Il Gay Pride al tempo del Coronavirus

Che cosa significa il Pride oggi? Com’è cambiato il Gay Pride in questa pandemia? Ancora può dirsi necessario? Scopriamolo!

La prima volta che ci andai avevo 18 anni. Avevo lavorato un anno per pagarmi il viaggio, l’albergo, il pernottamento. Provenivo da un’isola lontana dal “continente” (così come si chiama qui l’Italia) ed ero sola. A 16 anni quando avevo realizzato completamente la mia omosessualità me l’ero ripromesso: appena compirò la maggior età andrò a Roma al mio primo Pride. 

Fu indimenticabile. 

Ci fu una settimana di incontri culturali, mostre, presentazioni, dibattiti, di ogni genere, che culminarono nella sfilata per le vie della città. Mi sentii parte della comunità arcobaleno di cui tanto avevo letto, non straniera fra i miei compaesani, ma familiare fra la mia gente.
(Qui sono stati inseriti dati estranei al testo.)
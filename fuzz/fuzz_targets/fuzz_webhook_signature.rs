#![no_main]

use libfuzzer_sys::fuzz_target;
use repolink_providers::webhook::{sign_sha256, SignatureScheme};

fuzz_target!(|data: &[u8]| {
    if data.is_empty() {
        return;
    }

    let split = usize::from(data[0]) % data.len();
    let (signature, body) = data[1..].split_at(split.min(data.len() - 1));
    let signature = String::from_utf8_lossy(signature);

    for scheme in [SignatureScheme::HmacSha256, SignatureScheme::Token] {
        let _ = scheme.verify(Some("fuzz-secret"), body, Some(signature.as_ref()));
    }

    // A genuine signature always verifies
    if let Some(valid) = sign_sha256("fuzz-secret", body) {
        assert!(SignatureScheme::HmacSha256.verify(Some("fuzz-secret"), body, Some(&valid)));
    }
});
//! CLI command implementations.

use repolink_providers::{
    generate_deploy_key, GitProvider, NormalizeError, ProviderError, ProviderRegistry,
    ProviderSettings,
};
use repolink_types::{parse_repo, MalformedUrl, ProviderKind, RepoCoordinates, WebhookDelivery};
use serde::Serialize;
use std::io::Read;
use std::path::Path;
use std::sync::Arc;
use thiserror::Error;

/// CLI errors.
#[derive(Debug, Error)]
pub enum CliError {
    #[error("I/O error: {0}")]
    Io(#[from] std::io::Error),

    #[error(transparent)]
    Provider(#[from] ProviderError),

    #[error(transparent)]
    Normalize(#[from] NormalizeError),

    #[error(transparent)]
    MalformedUrl(#[from] MalformedUrl),

    #[error("JSON error: {0}")]
    Json(#[from] serde_json::Error),

    #[error("{0} provider is not registered")]
    NotRegistered(ProviderKind),

    #[error("no webhook secret: pass --secret or set REPOLINK_WEBHOOK_SECRET")]
    MissingSecret,
}

pub type Result<T> = std::result::Result<T, CliError>;

/// Configured providers and the settings they were built from.
pub struct Context {
    settings: ProviderSettings,
    registry: ProviderRegistry,
}

impl Context {
    /// Load settings from `config` (if any) and the environment.
    pub fn load(config: Option<&Path>) -> Result<Self> {
        let settings = ProviderSettings::load(config)?;
        let registry = ProviderRegistry::from_settings(&settings)?;
        Ok(Self { settings, registry })
    }

    fn provider(&self, kind: ProviderKind) -> Result<Arc<dyn GitProvider>> {
        self.registry.get(kind).ok_or(CliError::NotRegistered(kind))
    }

    fn secret(&self, explicit: Option<&str>) -> Result<String> {
        explicit
            .map(str::to_string)
            .or_else(|| self.settings.webhook_secret.clone())
            .ok_or(CliError::MissingSecret)
    }
}

fn print_json<T: Serialize + ?Sized>(value: &T) -> Result<()> {
    println!("{}", serde_json::to_string_pretty(value)?);
    Ok(())
}

#[derive(Serialize)]
struct ProviderStatus {
    provider: ProviderKind,
    enabled: bool,
}

/// Show which providers have credentials.
pub fn providers(ctx: &Context) -> Result<()> {
    let statuses: Vec<ProviderStatus> = ProviderKind::ALL
        .into_iter()
        .map(|provider| ProviderStatus {
            provider,
            enabled: ctx
                .registry
                .get(provider)
                .is_some_and(|p| p.is_enabled()),
        })
        .collect();
    print_json(&statuses)
}

/// Look up a repository.
pub async fn repository(ctx: &Context, kind: ProviderKind, url: &str) -> Result<()> {
    let lookup = ctx.provider(kind)?.get_repository(url).await;
    print_json(&lookup)
}

/// List repositories visible to the credentials.
pub async fn repos(ctx: &Context, kind: ProviderKind) -> Result<()> {
    let repos = ctx.provider(kind)?.fetch_repos().await?;
    print_json(&repos)
}

/// List branches.
pub async fn branches(ctx: &Context, kind: ProviderKind, url: &str) -> Result<()> {
    let coords = parse_repo(url)?;
    let branches = ctx.provider(kind)?.fetch_branches(&coords).await?;
    print_json(&branches)
}

/// List branches, tags and commits.
pub async fn references(ctx: &Context, kind: ProviderKind, url: &str) -> Result<()> {
    let references = ctx.provider(kind)?.get_references(url).await;
    for failure in references.failures() {
        tracing::warn!(kind = %failure.kind, error = %failure.message, "Listing failed");
    }
    print_json(&references)
}

/// List open pull requests.
pub async fn pull_requests(ctx: &Context, kind: ProviderKind, url: &str) -> Result<()> {
    let coords = parse_repo(url)?;
    let pulls = ctx.provider(kind)?.fetch_pull_requests(&coords).await?;
    print_json(&pulls)
}

/// Register a webhook unless one already targets `callback`.
pub async fn webhook_add(
    ctx: &Context,
    kind: ProviderKind,
    url: &str,
    callback: &str,
    secret: Option<&str>,
) -> Result<()> {
    let RepoCoordinates { owner, name } = parse_repo(url)?;
    let secret = ctx.secret(secret)?;
    let outcome = ctx
        .provider(kind)?
        .add_webhook(&owner, &name, callback, &secret)
        .await?;
    print_json(&outcome)
}

/// List registered webhooks.
pub async fn webhook_list(ctx: &Context, kind: ProviderKind, url: &str) -> Result<()> {
    let RepoCoordinates { owner, name } = parse_repo(url)?;
    let hooks = ctx.provider(kind)?.list_webhooks(&owner, &name).await?;
    print_json(&hooks)
}

/// Delete a webhook.
pub async fn webhook_remove(ctx: &Context, kind: ProviderKind, url: &str, id: &str) -> Result<()> {
    let RepoCoordinates { owner, name } = parse_repo(url)?;
    ctx.provider(kind)?.remove_webhook(&owner, &name, id).await?;
    println!("Removed webhook {id} from {owner}/{name}");
    Ok(())
}

/// Generate and register a deploy key.
///
/// The private key is written to `private_key_out` when given and is
/// never printed.
pub async fn deploy_key_add(
    ctx: &Context,
    kind: ProviderKind,
    url: &str,
    private_key_out: Option<&Path>,
) -> Result<()> {
    let RepoCoordinates { owner, name } = parse_repo(url)?;
    let registration = ctx.provider(kind)?.add_deploy_key(&owner, &name).await?;

    if let Some(path) = private_key_out {
        write_private_key(path, &registration.keys.private_key)?;
        eprintln!("Private key saved to: {}", path.display());
    }

    print_json(&serde_json::json!({
        "id": registration.id,
        "title": registration.title,
        "verified": registration.verified,
        "read_only": registration.read_only,
        "created_at": registration.created_at,
        "url": registration.url,
        "public_key": registration.keys.public_key,
        "fingerprint": registration.keys.fingerprint,
    }))
}

/// Delete a deploy key.
pub async fn deploy_key_remove(
    ctx: &Context,
    kind: ProviderKind,
    url: &str,
    id: &str,
) -> Result<()> {
    let RepoCoordinates { owner, name } = parse_repo(url)?;
    ctx.provider(kind)?.remove_deploy_key(&owner, &name, id).await?;
    println!("Removed deploy key {id} from {owner}/{name}");
    Ok(())
}

/// Register a webhook and a deploy key for a repository.
pub async fn onboard(
    ctx: &Context,
    kind: ProviderKind,
    url: &str,
    callback: &str,
    secret: Option<&str>,
    private_key_out: Option<&Path>,
) -> Result<()> {
    let provider = ctx.provider(kind)?;

    let lookup = provider.get_repository(url).await;
    if !lookup.is_found() {
        return Err(CliError::Provider(ProviderError::Api {
            status: lookup.status,
            message: format!("repository lookup failed: {}", lookup.status_text),
        }));
    }
    if !lookup.data.admin {
        tracing::warn!(%url, "Credentials lack admin rights; registration may be rejected");
    }

    webhook_add(ctx, kind, url, callback, secret).await?;
    deploy_key_add(ctx, kind, url, private_key_out).await
}

/// Normalize a webhook delivery read from `body_path` (`-` for stdin).
///
/// `secret` overrides the configured webhook secret for hooks registered
/// with their own.
pub fn normalize(
    ctx: &Context,
    kind: ProviderKind,
    event: &str,
    delivery_id: &str,
    signature: Option<&str>,
    secret: Option<&str>,
    body_path: &str,
) -> Result<()> {
    let body = read_body(body_path)?;
    let mut delivery = WebhookDelivery::new(event, delivery_id, body);
    if let Some(signature) = signature {
        delivery = delivery.with_signature(signature);
    }

    let event = ctx.provider(kind)?.get_webhook(&delivery, secret)?;
    print_json(&event)
}

/// Generate a key pair locally without registering it.
pub fn keygen(comment: &str, private_key_out: Option<&Path>) -> Result<()> {
    let keys = generate_deploy_key(comment);
    match private_key_out {
        Some(path) => {
            write_private_key(path, &keys.private_key)?;
            eprintln!("Private key saved to: {}", path.display());
        }
        None => print!("{}", keys.private_key),
    }
    println!("{}", keys.public_key);
    println!("{}", keys.fingerprint);
    Ok(())
}

fn read_body(path: &str) -> Result<String> {
    if path == "-" {
        let mut body = String::new();
        std::io::stdin().read_to_string(&mut body)?;
        Ok(body)
    } else {
        Ok(std::fs::read_to_string(path)?)
    }
}

fn write_private_key(path: &Path, private_key: &str) -> Result<()> {
    use std::io::Write;

    let mut options = std::fs::OpenOptions::new();
    options.write(true).create_new(true);
    #[cfg(unix)]
    {
        use std::os::unix::fs::OpenOptionsExt;
        options.mode(0o600);
    }

    let mut file = options.open(path)?;
    file.write_all(private_key.as_bytes())?;
    Ok(())
}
Conobbi tantissime persone che seppero mettermi a mio agio e intenerirsi per il mio viaggio lungo verso quel luogo, imparai tantissimo e riuscii perfino ad avere un piccolo flirt adolescenziale. Fu un punto d’arrivo di un percorso iniziato quando finalmente riuscii a dire con certezza a me stessa: sono lesbica, ben conscia di tutto ciò che avrebbe comportato nella mia vita.